SaxaVord宇宙港では打ち上げに伴う道路規制と住民向け通行証制度が案内されました。ケープカナベラルやマクレガーでは施設改修、地下水超過利用への対応、発射場インフラ整備など、各地で打ち上げ能力維持のための実務対応が進んでいます。
CalianによるGalaxy Broadband買収、FOSSA Systemsの資金調達、ReOrbitのOrbitCloud開発、Tototheo GlobalとSESの海事向け提携など、衛星通信・エッジ計算・統合通信の分野で企業連携と資金調達が活発化しています。
ブルーオリジンはLC-36でのNew Glennの爆発事故後、破片撤去を約9日で終え、発射台の再建に着手しました。デイブ・リンプCEOは、推進剤設備や燃料タンクなどの損傷は限定的で、今年中の再飛行を目指す考えを示しています。事故の影響はNASAのBlue Moon計画やアルテミス関連の月探査にも関わる重要な進捗として注目されています。
ISSでは視力検査、微生物DNA解析、VRを用いた方向感覚研究、ESAの新型運動装置の試運転など、多様な実験と保守作業が進みました。6月30日の船外活動に向けた宇宙服やSAFERの確認も行われ、カナダアーム2の手首交換や装備点検が進められています。
NASAの監査や諮問機関は、ISS退役後の空白期間や商業宇宙ステーションの整備遅れを懸念しています。一方で、SpaceXのStarshipが超低価格化すれば宇宙旅行市場を大きく拡大する可能性があり、軌道上インフラの将来像が議論されています。
FTCは、元SpaceXエンジニアが創業したMesh Optical Technologiesの買収審査を迅速に進めました。Meshはデータセンター向けの高速・省電力光通信機器を開発しており、SpaceXのAI向け計算資源提供やデータセンター効率化戦略と結びついています。
NASAはテレメトリー技術者の民間転身、宇宙飛行士油井亀美也氏のCrew-11活動ダイジェスト公開、デジタルクリエイター向けのローマン打ち上げ参加募集など、広報・人材・運用面でも動きがありました。ESAのEuclidやNASAの各種観測衛星も成果を発表しています。
EO業界では技術そのものより、農業・鉱業・インフラ・監視などで顧客にどう価値を伝えるかが課題になっています。価格、契約、規制対応といった実務面も含めて、利用しやすい形への変換が重要とされています。

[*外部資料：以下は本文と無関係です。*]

use domain::catalog::{
    country_preset, country_risks, resolve_country, scenario_preset, COUNTRIES, DEFAULT_SCENARIO,
    SCENARIOS,
};
use domain::{score, IndicatorSet, RiskModel};
use pretty_assertions::assert_eq;
use proptest::prelude::*;

#[test]
fn test_atlantis_resolves_to_united_states() {
    let atlantis = country_preset("Atlantis");
    let us = country_preset("United States");

    assert_eq!(atlantis, us);
    assert_eq!(atlantis, IndicatorSet::new(130.0, 0.7, 0.07, 2.0, 0.6, 0.6));
    assert!(!resolve_country("Atlantis").recognized);
}

#[test]
fn test_unknown_scenario_uses_documented_default() {
    let fallback = scenario_preset("Not A Real Scenario");
    assert_eq!(fallback, IndicatorSet::new(120.0, 0.4, 0.05, 1.0, 0.7, 0.6));
    assert_eq!(fallback, DEFAULT_SCENARIO);
    assert_eq!(scenario_preset(""), DEFAULT_SCENARIO);
}

#[test]
fn test_scenario_values() {
    assert_eq!(
        scenario_preset("Sanctions Spiral"),
        IndicatorSet::new(135.0, 0.8, 0.07, 2.0, 0.85, 0.75)
    );
    assert_eq!(
        scenario_preset("Climate Shock Conflict"),
        IndicatorSet::new(135.0, 0.5, 0.06, 2.0, 0.95, 0.85)
    );
    assert_eq!(
        scenario_preset("Global Recovery"),
        IndicatorSet::new(105.0, 0.2, 0.03, 0.0, 0.5, 0.4)
    );
}

#[test]
fn test_every_catalog_entry_resolves_to_itself() {
    for preset in SCENARIOS.iter() {
        assert_eq!(scenario_preset(preset.name), preset.indicators, "{}", preset.name);
    }
    for preset in COUNTRIES.iter() {
        assert_eq!(country_preset(preset.name), preset.indicators, "{}", preset.name);
    }
}

#[test]
fn test_country_ranking() {
    let risks = country_risks(&RiskModel::standard());
    let (top, _) = risks
        .iter()
        .cloned()
        .fold(("", f64::MIN), |best, cur| if cur.1 > best.1 { cur } else { best });
    assert_eq!(top, "China");

    let us = risks.iter().find(|(name, _)| *name == "United States").unwrap();
    assert!((us.1 - score(&country_preset("United States"))).abs() < 1e-12);
}

proptest! {
    #[test]
    fn prop_lookup_is_deterministic(name in ".{0,24}") {
        prop_assert_eq!(country_preset(&name), country_preset(&name));
        prop_assert_eq!(scenario_preset(&name), scenario_preset(&name));
    }

    #[test]
    fn prop_unknown_countries_fall_back(name in "[a-z]{1,12}") {
        // catalog names are capitalised, so lower-case names never match
        prop_assert_eq!(country_preset(&name), COUNTRIES[0].indicators);
    }
}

市民科学者による巨大電波銀河RAD-BAARGの発見、GJ 436近傍惑星の磁場推定、DESIデータから宇宙の等方性に疑義を示す研究、重力波GW250114からブラックホール地平面近傍の情報抽出など、宇宙の成り立ちや極限環境に迫る研究成果が相次ぎました。
ISROは半極低温エンジンSE-2000の推力試験で175トン級の安定稼働を確認し、開発記録を更新しました。次は200トンのフル推力実証を目指しており、LVM3改良版の搭載能力向上につながる見込みです。
NASAは37社から41件の提案を採択し、月面長期活動や火星探査に向けた技術協力を進めています。さらに、月面有人着陸機の生命維持装置コンテストや、ESAのロザリンド・フランクリン火星探査向け減速エンジン納入など、Artemis以降を見据えた開発が進行中です。